Sempre desconfio de soluções supranacionais para problemas da humanidade. Por
exemplo: OEA, Unasul, Mercosul, Brics, ONU e agora, infortunadamente,
Comunidade Europeia. Ninguém se submete à uma coordenação externa por
envolvimento e sem compromisso profundo, nem a Grécia.
Concordo que sempre seja preciso empenho nesta direção, desde que prevenidos
contra a frustração. Não acredito que uma meta para aquecimento da Terra de 1,5
grau centígrado ou outra se cumpra num período pré-agendado. Mas reconheço que
o imperador do planeta seja o Preço, maestro de sua família – os preços relativos.
O desabamento da cotação mundial do barril de petróleo comanda, por um bom
tempo, um tsunami contra toda a cadeia produtiva de bens e de serviços satélite dos
hidrocarbonetos e de seus concorrentes - insumos renováveis. Estão, assim, em
risco as metas da COP-21 recém-aplaudidas no encontro de Paris.
Uma pequena ilustração: como se fará o abastecimento de água potável (leia-se
vida) para um globo habitado por 9,6 bilhões de habitantes (hoje são 7,0), ao redor
de 2050? Ora, nessa direção, um documento da GWI- Global Intelligence Water
sugere a necessidade de investimentos públicos e privados de US$ 1 trilhão, até
2022 ou US$ 500 bilhões, aumentando 6% ao ano. E aí estão contemplados gastos
com desmineralização/ dessalinização de água aumentando 60%, até 2020. Isso
absorve uma monumental quantidade de energia.

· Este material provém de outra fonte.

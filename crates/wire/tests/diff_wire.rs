use vdom::{Node, Opcode, align, diff, diff_from_empty};

fn list(keys: &[&str]) -> Node<u32> {
    Node::element("ul").with_children(keys.iter().enumerate().map(|(i, k)| {
        Node::element("li")
            .with_key(*k)
            .on("click", i as u32)
            .child(Node::text(*k))
    }))
}

#[test]
fn diff_batches_survive_the_wire() {
    let first = list(&["a", "b", "c", "d"]);
    let second = align(Some(&first), list(&["d", "b", "e", "a"]));

    for patches in [diff_from_empty(&first), diff(&first, &second)] {
        let bytes = wire::encode(&patches);
        assert_eq!(wire::decode(&bytes).unwrap(), patches);
    }
}

#[test]
fn keyed_reorder_is_smaller_than_a_rebuild() {
    let first = list(&["a", "b", "c", "d", "e", "f"]);
    let second = align(Some(&first), list(&["f", "a", "b", "c", "d", "e"]));

    let patches = diff(&first, &second);
    assert!(patches.iter().all(|p| p.opcode() == Opcode::MoveChild));

    let (moved, _) = wire::encode_with_stats(&patches);
    let (rebuilt, _) = wire::encode_with_stats(&diff_from_empty(&second));
    assert!(moved.len() < rebuilt.len());
}
//! Command id to handler action mapping, kept in step with the live document.

use core_types::{CommandId, NodeId};
use serde_json::Value;
use std::collections::HashMap;
use std::sync::Arc;
use vdom::walk::collect_handlers;
use vdom::{HandlerAction, Node, Patch, PayloadKind};

#[derive(Debug, thiserror::Error)]
pub enum RegistryError {
    #[error("command {0} is already registered")]
    Duplicate(CommandId),
    #[error("command {0} is not registered")]
    Missing(CommandId),
    #[error("command {0} was added but is not in the rendered tree")]
    NotInTree(CommandId),
}

#[derive(Debug, thiserror::Error)]
pub enum DispatchError {
    #[error("no handler for command {0}")]
    NotFound(CommandId),
    #[error("command {command} expects a {expected:?} payload")]
    MissingPayload {
        command: CommandId,
        expected: PayloadKind,
    },
    #[error("payload for command {command} does not decode: {source}")]
    InvalidPayload {
        command: CommandId,
        source: serde_json::Error,
    },
}

struct Entry<M> {
    node: NodeId,
    event: Arc<str>,
    action: HandlerAction<M>,
}

pub struct HandlerRegistry<M> {
    entries: HashMap<CommandId, Entry<M>>,
}

impl<M> HandlerRegistry<M> {
    pub fn new() -> Self {
        Self {
            entries: HashMap::new(),
        }
    }

    pub fn register(
        &mut self,
        command: CommandId,
        node: NodeId,
        event: Arc<str>,
        action: HandlerAction<M>,
    ) -> Result<(), RegistryError> {
        if self.entries.contains_key(&command) {
            return Err(RegistryError::Duplicate(command));
        }
        log::trace!(target: "runtime.registry", "register {command} ({event} on {node})");
        self.entries.insert(
            command,
            Entry {
                node,
                event,
                action,
            },
        );
        Ok(())
    }

    pub fn unregister(&mut self, command: &CommandId) -> Result<(), RegistryError> {
        match self.entries.remove(command) {
            Some(entry) => {
                log::trace!(
                    target: "runtime.registry",
                    "unregister {command} ({} on {})",
                    entry.event,
                    entry.node
                );
                Ok(())
            }
            None => Err(RegistryError::Missing(command.clone())),
        }
    }

    /// Mirror the handler patches of an applied batch, then point every surviving entry at the
    /// action held by `tree`.
    pub fn sync(
        &mut self,
        patches: &[Patch],
        tree: &Node<M>,
        strict: bool,
    ) -> Result<(), RegistryError>
    where
        M: Clone,
    {
        let mut live = collect_handlers(tree);
        for patch in patches {
            match patch {
                Patch::RemoveHandler { command, .. } => match self.unregister(command) {
                    Ok(()) => {}
                    Err(err) if strict => return Err(err),
                    Err(err) => log::warn!(target: "runtime.registry", "{err}"),
                },
                Patch::AddHandler {
                    node,
                    event,
                    command,
                    ..
                } => {
                    let handler = live
                        .get(command)
                        .ok_or_else(|| RegistryError::NotInTree(command.clone()))?;
                    self.register(
                        command.clone(),
                        node.clone(),
                        Arc::clone(event),
                        handler.action.clone(),
                    )?;
                }
                _ => {}
            }
        }

        for (command, entry) in self.entries.iter_mut() {
            if let Some(handler) = live.remove(command) {
                entry.action = handler.action.clone();
            }
        }
        debug_assert_eq!(
            self.entries.len(),
            collect_handlers(tree).len(),
            "registry out of step with the tree"
        );
        Ok(())
    }

    /// Message for a DOM event on `command`. `Ok(None)` when the decoder chose to ignore it.
    pub fn resolve(
        &self,
        command: &CommandId,
        payload: Option<&str>,
    ) -> Result<Option<M>, DispatchError>
    where
        M: Clone,
    {
        let entry = self
            .entries
            .get(command)
            .ok_or_else(|| DispatchError::NotFound(command.clone()))?;
        match &entry.action {
            HandlerAction::Message(message) => Ok(Some(message.clone())),
            HandlerAction::Decode {
                payload: expected,
                decoder,
            } => {
                let invalid = |source| DispatchError::InvalidPayload {
                    command: command.clone(),
                    source,
                };
                let value = match (expected, payload) {
                    (PayloadKind::None, None) => Value::Null,
                    (_, Some(raw)) => serde_json::from_str(raw).map_err(invalid)?,
                    (expected, None) => {
                        return Err(DispatchError::MissingPayload {
                            command: command.clone(),
                            expected: *expected,
                        });
                    }
                };
                decoder.decode(&value).map_err(invalid)
            }
        }
    }

    pub fn contains(&self, command: &CommandId) -> bool {
        self.entries.contains_key(command)
    }

    pub fn len(&self) -> usize {
        self.entries.len()
    }

    pub fn is_empty(&self) -> bool {
        self.entries.is_empty()
    }

    pub fn clear(&mut self) {
        self.entries.clear();
    }
}

impl<M> Default for HandlerRegistry<M> {
    fn default() -> Self {
        Self::new()
    }
}
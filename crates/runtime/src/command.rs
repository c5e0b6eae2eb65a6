/// Work requested by `init`/`update`, run after the cycle's batch has been applied.
#[derive(Debug)]
pub enum Command<M, E> {
    None,
    Batch(Vec<Command<M, E>>),
    /// Enqueue `M` behind whatever is already waiting.
    Message(M),
    /// Hand an opaque effect to the interpreter.
    Perform(E),
    Navigate(Navigation),
}

#[derive(Clone, Debug, PartialEq, Eq)]
pub enum Navigation {
    PushUrl(String),
    ReplaceUrl(String),
    Back(usize),
    Forward(usize),
    /// Leave the application.
    Load(String),
}

impl<M, E> Command<M, E> {
    pub fn none() -> Self {
        Command::None
    }

    pub fn batch(commands: impl IntoIterator<Item = Command<M, E>>) -> Self {
        Command::Batch(commands.into_iter().collect())
    }

    pub fn message(message: M) -> Self {
        Command::Message(message)
    }

    pub fn perform(effect: E) -> Self {
        Command::Perform(effect)
    }

    pub fn push_url(url: impl Into<String>) -> Self {
        Command::Navigate(Navigation::PushUrl(url.into()))
    }

    pub fn replace_url(url: impl Into<String>) -> Self {
        Command::Navigate(Navigation::ReplaceUrl(url.into()))
    }

    pub fn back(steps: usize) -> Self {
        Command::Navigate(Navigation::Back(steps))
    }

    pub fn forward(steps: usize) -> Self {
        Command::Navigate(Navigation::Forward(steps))
    }

    pub fn load(url: impl Into<String>) -> Self {
        Command::Navigate(Navigation::Load(url.into()))
    }

    pub fn is_none(&self) -> bool {
        match self {
            Command::None => true,
            Command::Batch(commands) => commands.iter().all(Command::is_none),
            _ => false,
        }
    }
}

impl<M, E> Default for Command<M, E> {
    fn default() -> Self {
        Command::None
    }
}

#[cfg(test)]
mod tests {
    use super::*;

    #[test]
    fn nested_empty_batches_are_none() {
        let cmd: Command<(), ()> = Command::batch([Command::none(), Command::batch([])]);
        assert!(cmd.is_none());
        assert!(!Command::<u8, ()>::batch([Command::message(1)]).is_none());
    }
}
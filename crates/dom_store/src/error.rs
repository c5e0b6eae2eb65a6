use core_types::{CommandId, NodeId, RenderVersion};

#[derive(Debug, thiserror::Error)]
pub enum StoreError {
    #[error(transparent)]
    Protocol(#[from] wire::ProtocolError),
    #[error("batch for {got} does not follow the store's version (expected {expected})")]
    VersionMismatch {
        expected: RenderVersion,
        got: RenderVersion,
    },
    #[error("no live node {0}")]
    MissingNode(NodeId),
    #[error("node {0} is already live")]
    DuplicateNode(NodeId),
    #[error("node {0} has the wrong kind for this patch")]
    WrongNodeKind(NodeId),
    #[error("{child} is not a child of {parent}")]
    NotAChild { parent: NodeId, child: NodeId },
    #[error("{before} cannot anchor a move under {parent}")]
    InvalidSibling { parent: NodeId, before: NodeId },
    #[error("node {node} has no attribute {name}")]
    MissingAttribute { node: NodeId, name: String },
    #[error("node {node} has no matching {event} listener")]
    MissingListener { node: NodeId, event: String },
    #[error("command {0} is already bound")]
    DuplicateCommand(CommandId),
    #[error("nothing is mounted in the host container")]
    MissingRoot,
}
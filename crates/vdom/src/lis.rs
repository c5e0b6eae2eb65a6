/// Longest strictly increasing subsequence of `seq`.
///
/// Returns indices into `seq`, ascending. Runs in O(n log n) using patience piles with
/// predecessor links. Among equally long answers the one ending at the smallest tail value
/// wins, which keeps results deterministic.
pub fn longest_increasing_subsequence(seq: &[usize]) -> Vec<usize> {
    if seq.is_empty() {
        return Vec::new();
    }

    // tails[k] = index in `seq` of the smallest tail of an increasing run of length k + 1.
    let mut tails: Vec<usize> = Vec::with_capacity(seq.len());
    let mut prev: Vec<Option<usize>> = vec![None; seq.len()];

    for (i, &value) in seq.iter().enumerate() {
        let pile = tails.partition_point(|&t| seq[t] < value);
        if pile > 0 {
            prev[i] = Some(tails[pile - 1]);
        }
        if pile == tails.len() {
            tails.push(i);
        } else {
            tails[pile] = i;
        }
    }

    let mut out = Vec::with_capacity(tails.len());
    let mut cursor = tails.last().copied();
    while let Some(i) = cursor {
        out.push(i);
        cursor = prev[i];
    }
    out.reverse();
    out
}

#[cfg(test)]
mod tests {
    use super::*;

    fn values(seq: &[usize]) -> Vec<usize> {
        longest_increasing_subsequence(seq)
            .into_iter()
            .map(|i| seq[i])
            .collect()
    }

    #[test]
    fn empty_and_single() {
        assert!(longest_increasing_subsequence(&[]).is_empty());
        assert_eq!(longest_increasing_subsequence(&[4]), vec![0]);
    }

    #[test]
    fn sorted_input_is_kept_whole() {
        assert_eq!(longest_increasing_subsequence(&[0, 1, 2, 3]), vec![0, 1, 2, 3]);
    }

    #[test]
    fn reversed_input_keeps_one() {
        assert_eq!(longest_increasing_subsequence(&[3, 2, 1, 0]).len(), 1);
    }

    #[test]
    fn rotation_keeps_the_long_run() {
        // C A B E D -> previous positions 2 0 1 4 3
        let got = values(&[2, 0, 1, 4, 3]);
        assert_eq!(got.len(), 3);
        assert_eq!(&got[..2], &[0, 1]);
    }

    #[test]
    fn result_is_strictly_increasing() {
        let seq = [5, 1, 6, 2, 7, 3, 8, 0, 9];
        let got = values(&seq);
        assert_eq!(got, vec![1, 2, 3, 8, 9]);
        assert!(got.windows(2).all(|w| w[0] < w[1]));
    }
}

O suprimento virtual de petróleo, segundo a Agência Internacional de Energia, antes
da débâcle dos preços mundiais dos crus, por si só deveria produzir um aumento de
13,5% nas suas emissões de gases de efeito estufa. O gás natural inocularia outros
12%. Os automotivos, mais 11%, mesmo considerando a inclusão dos novos
modelos híbridos. Ora, esses números doravante são tímidos e conservadores (no
Brasil, em particular, sou avesso ao carro elétrico que, no mundo, diminui as
emissões).
Com o mercado mais contido pelo petróleo barato, os investimentos em tecnologias
de sucedâneos perdem fôlego, intensidade, pressa. Os financiamentos também
esmaecem. Os fatos atingem qualificação de mão de obra; evolução de arcabouços
regulatórios; arbitragens em geral et caterva.
O conjunto de desobediências prováveis aos compromissos firmados de redução de
emissões na COP 21, indisciplinas motivados pelo petróleo barato e seus reflexos
nas competitividades efetivas de várias economias no mapa global, gerará um duro
golpe na aparente confiança que se havia estabelecido entre países ricos e
emergentes. Observe-se que a Índia e alguns africanos nunca acreditaram nesta
arenga.
De um lado, os investimentos de cerca de US$ 400 bilhões, em 2014, em busca de
economias de baixo carbono poderão até se manter ou cair. Isso até não aconteceria
se: 1) os US$ 100 bilhões de financiamentos prometidos pelos ricos aos emergentes,
até 2020, se concretizassem; e, 2) se o Banco Mundial encontrasse projetos que
cobrissem um gap de uns U$80 bilhões, pois ninguém sabe quanto tempo durará a
miséria dos preços da OPEP.
Pode não ser suficiente para retomar a alta nos preços se cortarem a produção da
OPEP, porque volta o shale gas e o óleo de xisto. Respiram as fontes de energia
renovável. Cresce a alcoolquímica na rota do eteno e a carboquímica, na rota do
benzeno. Se as economias europeias e latinas, além de algumas asiáticas
avançarem, ressurgem o Pré-sal, reage o carvão e a biomassa (esses dois últimos
abatidos pelos fatos recentes).
Pode-se dizer que estamos na beira dos extremos das imprevisibilidades, tempos em
que no interior de São Paulo prevalece o provérbio “em tempo de muda, sabiá não
pia”.
Paulo Ludmer é engenheiro, jornalista, autor de Hemorragias Elétricas (Artliber
2015) e Sertão Elétrico (Art Liber 2010)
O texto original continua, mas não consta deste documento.